Just because the math is wonky, doesn't mean that there isn't a reasonable approach to answering it. If Warren Buffet went crazy and decided to play this game with you, such that his entire multi-billion dollar fortune was at stake, where would you stop? I don't claim to have the math perfect but as I see it you have something like a 11% chance of taking all of his money assuming you wanted to shoot for that.
The more we ground this question in reality, the more problems it would have. I'm not talking about Canadian pennies having no value (they do) or limits on how much money anybody would actually pay out because that shouldn't change the approach you would have. Other complications I thought of:
- You could probably figure out some kind of insurance plan where a big bank pays you a fixed amount and they collect your actual winnings, up to whatever point they specify.

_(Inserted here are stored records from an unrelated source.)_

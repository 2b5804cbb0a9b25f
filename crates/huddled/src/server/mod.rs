//! TCP acceptor for the chat server.
//!
//! The server:
//! - Binds the listening socket (failure aborts startup)
//! - Spawns the process-wide broadcaster
//! - Spawns a `ConnectionHandler` for each accepted client
//! - Supports graceful shutdown via `CancellationToken`: on cancel it stops
//!   accepting, waits (bounded) for every connection task to finish its
//!   teardown and drain its outbox, then stops the broadcaster
//!
//! # Architecture
//!
//! ```text
//! ┌─────────────────┐
//! │   ChatServer    │
//! │  TcpListener    │
//! └───────┬─────────┘
//!         │ accept()
//!         ▼
//! ┌─────────────────┐     ┌─────────────────┐
//! │ConnectionHandler│────▶│    Registry     │
//! │ reader / writer │     │ (name -> Session)│
//! │   / watchdog    │     └────────┬────────┘
//! └───────┬─────────┘              │ snapshot
//!         │ plain text             ▼
//!         │               ┌─────────────────┐
//!         └──────────────▶│   Broadcaster   │──▶ every session outbox
//!                         └─────────────────┘
//! ```

mod connection;
mod outbox;
mod session;
mod watchdog;

pub use connection::{ConnectionError, ConnectionHandler};
pub use outbox::{outbox, Delivery, Outbox, OutboxReceiver};
pub use session::{
    DisconnectReason, Liveness, Session, SessionChannels, SessionId, SessionState,
};
pub use watchdog::run_watchdog;

use std::net::SocketAddr;
use std::sync::atomic::{AtomicU64, Ordering};
use std::sync::Arc;
use std::time::Duration;

use tokio::net::{TcpListener, TcpStream};
use tokio::time::timeout;
use tokio_util::sync::CancellationToken;
use tokio_util::task::TaskTracker;
use tracing::{debug, info, warn};

use crate::broadcast::{self, Broadcaster};
use crate::config::{ConfigError, ServerConfig};
use crate::hub::Hub;
use crate::registry::Registry;

/// Upper bound on waiting for connections to finish after shutdown.
pub const SHUTDOWN_GRACE_PERIOD: Duration = Duration::from_secs(5);

/// TCP chat server.
pub struct ChatServer {
    /// Bound listening socket
    listener: TcpListener,

    /// Routing context shared with every connection
    hub: Hub,

    /// Fan-out task, started by `run`
    broadcaster: Broadcaster,

    /// Cancellation token for graceful shutdown
    cancel_token: CancellationToken,

    /// Connection counter for session ids
    connection_counter: AtomicU64,

    /// Every spawned connection task, awaited on shutdown
    connections: TaskTracker,
}

impl ChatServer {
    /// Binds the listening socket.
    ///
    /// # Errors
    ///
    /// - `ServerError::Config` if the configuration fails validation
    /// - `ServerError::Bind` if the address cannot be bound. The service
    ///   must not start without a listener.
    pub async fn bind(
        config: ServerConfig,
        cancel_token: CancellationToken,
    ) -> Result<Self, ServerError> {
        config.validate()?;

        let addr = config.bind_addr();
        let listener = TcpListener::bind(&addr)
            .await
            .map_err(|source| ServerError::Bind {
                addr: addr.clone(),
                source,
            })?;

        let (handle, broadcaster) = broadcast::channel();
        let hub = Hub::new(Registry::new(), handle, Arc::new(config));

        Ok(Self {
            listener,
            hub,
            broadcaster,
            cancel_token,
            connection_counter: AtomicU64::new(0),
            connections: TaskTracker::new(),
        })
    }

    /// Returns the address actually bound (useful with port 0).
    pub fn local_addr(&self) -> Result<SocketAddr, ServerError> {
        self.listener.local_addr().map_err(ServerError::Accept)
    }

    /// Returns the routing context (registry, config).
    pub fn hub(&self) -> &Hub {
        &self.hub
    }

    /// Accepts connections until the cancellation token is triggered, then
    /// waits for the open sessions to shut down.
    ///
    /// Sessions hold child tokens of `cancel_token`, so cancelling it closes
    /// every one of them. The broadcaster keeps running until they are done
    /// and fans out their `offline` notices to any peer whose writer is
    /// still draining. Peers closing at the same moment may miss them.
    pub async fn run(self) -> Result<(), ServerError> {
        let Self {
            listener,
            hub,
            broadcaster,
            cancel_token,
            connection_counter,
            connections,
        } = self;

        info!(addr = %hub.config().bind_addr(), "Chat server listening");

        let broadcast_token = CancellationToken::new();
        let fan_out = tokio::spawn(broadcaster.run(hub.clone(), broadcast_token.clone()));

        loop {
            tokio::select! {
                _ = cancel_token.cancelled() => {
                    info!("Server shutdown requested");
                    break;
                }

                result = listener.accept() => {
                    match result {
                        Ok((stream, addr)) => {
                            let id = connection_counter.fetch_add(1, Ordering::Relaxed);
                            handle_connection(&connections, &hub, &cancel_token, stream, addr, id);
                        }
                        Err(e) => {
                            // Continue accepting other connections
                            warn!(error = %e, "Failed to accept connection");
                        }
                    }
                }
            }
        }

        drop(listener);
        connections.close();
        debug!(open = connections.len(), "Waiting for connections to close");

        if timeout(SHUTDOWN_GRACE_PERIOD, connections.wait()).await.is_err() {
            warn!(
                open = connections.len(),
                grace_secs = SHUTDOWN_GRACE_PERIOD.as_secs(),
                "Connections still open after grace period"
            );
        }

        broadcast_token.cancel();
        let _ = fan_out.await;

        info!("Chat server stopped");
        Ok(())
    }
}

/// Spawns the handler task for one accepted socket.
fn handle_connection(
    connections: &TaskTracker,
    hub: &Hub,
    cancel_token: &CancellationToken,
    stream: TcpStream,
    addr: SocketAddr,
    id: SessionId,
) {
    let handler = ConnectionHandler::new(
        stream,
        addr.to_string(),
        hub.clone(),
        cancel_token.clone(),
        id,
    );
    connections.spawn(handler.run());
}

/// Errors that can occur in server operations.
#[derive(Debug, thiserror::Error)]
pub enum ServerError {
    #[error("Invalid configuration: {0}")]
    Config(#[from] ConfigError),

    #[error("Failed to bind {addr}: {source}")]
    Bind {
        addr: String,
        #[source]
        source: std::io::Error,
    },

    #[error("Listener error: {0}")]
    Accept(#[source] std::io::Error),
}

- Taxes. Probably not a huge issue in the scheme of things.
- If you play this game for charity, vast amounts of money won't lose their utility like they would for someone playing for themselves. I have no idea how to approach that so let's just say you are playing selfishly.

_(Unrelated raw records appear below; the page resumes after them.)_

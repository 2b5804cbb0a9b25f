//! Client-to-server command grammar.
//!
//! Every inbound line is classified into exactly one [`Command`]. Parsing is
//! total: anything that does not match a recognized form is plain text. The
//! forms are tried in a fixed order so that later rules never shadow
//! earlier ones:
//!
//! ```text
//! ""                  -> no command
//! "who"               -> Who
//! "{rename}<rest>"    -> Rename(rest)
//! "{to=<alnum+>}<.+>" -> DirectMessage(name, body)
//! anything else       -> PlainText(line)
//! ```

use std::fmt;

use thiserror::Error;

/// Literal line that asks for the list of online users.
pub const WHO: &str = "who";

/// Prefix of a rename request.
pub const RENAME_PREFIX: &str = "{rename}";

/// Opening of a direct message header, closed by [`DM_CLOSE`].
pub const DM_OPEN: &str = "{to=";

/// Closing of a direct message header.
pub const DM_CLOSE: char = '}';

/// A parsed protocol message.
#[derive(Debug, Clone, PartialEq, Eq)]
pub enum Command {
    /// Text to broadcast to every online session.
    PlainText(String),

    /// Presence query.
    Who,

    /// Request to change the sender's display name.
    Rename(String),

    /// Text delivered to a single named session.
    DirectMessage {
        /// Name of the receiving session
        target: String,
        /// Message text
        body: String,
    },
}

impl Command {
    /// Classifies one line (without its line terminator).
    ///
    /// Returns `None` for an empty line, which carries no command but still
    /// counts as traffic for idle tracking.
    pub fn parse(line: &str) -> Option<Self> {
        if line.is_empty() {
            return None;
        }

        if line == WHO {
            return Some(Self::Who);
        }

        if let Some(name) = line.strip_prefix(RENAME_PREFIX) {
            return Some(Self::Rename(name.to_string()));
        }

        if let Some((target, body)) = split_direct(line) {
            return Some(Self::DirectMessage {
                target: target.to_string(),
                body: body.to_string(),
            });
        }

        Some(Self::PlainText(line.to_string()))
    }

    /// Builds a direct message, checking that it would parse back as one.
    ///
    /// # Errors
    ///
    /// - `ProtocolError::InvalidTarget` if `target` is empty or not ASCII alphanumeric
    /// - `ProtocolError::EmptyBody` if `body` is empty
    pub fn direct(
        target: impl Into<String>,
        body: impl Into<String>,
    ) -> Result<Self, ProtocolError> {
        let target = target.into();
        let body = body.into();

        if !is_valid_target(&target) {
            return Err(ProtocolError::InvalidTarget(target));
        }
        if body.is_empty() {
            return Err(ProtocolError::EmptyBody);
        }

        Ok(Self::DirectMessage { target, body })
    }

    /// Returns a short label for logging.
    pub fn kind(&self) -> &'static str {
        match self {
            Self::PlainText(_) => "plain_text",
            Self::Who => "who",
            Self::Rename(_) => "rename",
            Self::DirectMessage { .. } => "direct_message",
        }
    }
}

/// Encodes the command as a wire line (without the trailing newline).
impl fmt::Display for Command {
    fn fmt(&self, f: &mut fmt::Formatter<'_>) -> fmt::Result {
        match self {
            Self::PlainText(text) => f.write_str(text),
            Self::Who => f.write_str(WHO),
            Self::Rename(name) => write!(f, "{RENAME_PREFIX}{name}"),
            Self::DirectMessage { target, body } => {
                write!(f, "{DM_OPEN}{target}{DM_CLOSE}{body}")
            }
        }
    }
}

/// Returns true if `name` can be addressed by a direct message.
pub fn is_valid_target(name: &str) -> bool {
    !name.is_empty() && name.chars().all(|c| c.is_ascii_alphanumeric())
}

/// Splits `{to=<name>}<body>` into its parts.
fn split_direct(line: &str) -> Option<(&str, &str)> {
    let rest = line.strip_prefix(DM_OPEN)?;
    let close = rest.find(DM_CLOSE)?;
    let target = rest.get(..close)?;
    let body = rest.get(close + DM_CLOSE.len_utf8()..)?;

    if is_valid_target(target) && !body.is_empty() {
        Some((target, body))
    } else {
        None
    }
}

/// Errors building a command from user input.
#[derive(Debug, Clone, PartialEq, Eq, Error)]
pub enum ProtocolError {
    /// The direct message target is not addressable.
    #[error("invalid username '{0}': use letters and digits only")]
    InvalidTarget(String),

    /// A direct message needs at least one character of text.
    #[error("message must not be empty")]
    EmptyBody,
}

Like Gareth McCaughan suggested, money has decreasing utility the more of it you have, but I feel like that isn't quite the right perspective to have. If your husband has cancer and needs a $100,000 treatment, I imagine you aren't going to be weighing the utility of money beyond that point. I think the right approach is understanding what you stand to lose at every stage, and weighing it against what you stand to gain in terms of what you would actually buy.
I would suggest making a list of things that you can't really currently afford that would solve a big problem you have. Do you worry about your car breaking down? A newer car would would give you peace of mind. Don't like where you live? A down-payment on a new house would solve that. Hate your job? Maybe enough money would let you open that restaurant you always wanted. Alternately you could win enough money to retire right now but that can cause a whole world of new problems for you if you don't know how to keep yourself busy. Read up on stories of lottery winners if you want examples.
The opposite approach, which is asking yourself "what is something I'd like to have?", is where people make bad financial decisions. Wanting a huge mansion with a few Bugattis in the garage is fine but you should appreciate how far beyond the point of fixing a problem that goes. This undoubtedly ties in to why studies show that there is something of a threshold for where a person's income stops having a meaningful impact on their reported happiness.
Anyway, to tie this up, when you sum up things that fix problems you have, that is a reasonable upper-end stopping point for the game. You may want to stop earlier, depending on which items you may not be willing to risk, but going beyond that falls in the category of being needlessly greedy. I didn't spend long calculating it for myself, but personally I would stop in the range of 3-years worth of my current salary. My odds of getting there aren't great, though, I'm only looking at a 25% chance. What's interesting is how my answer has almost nothing to do with the actual odds of the game... so if the die were a D20 instead I would still stop at the same dollar amount.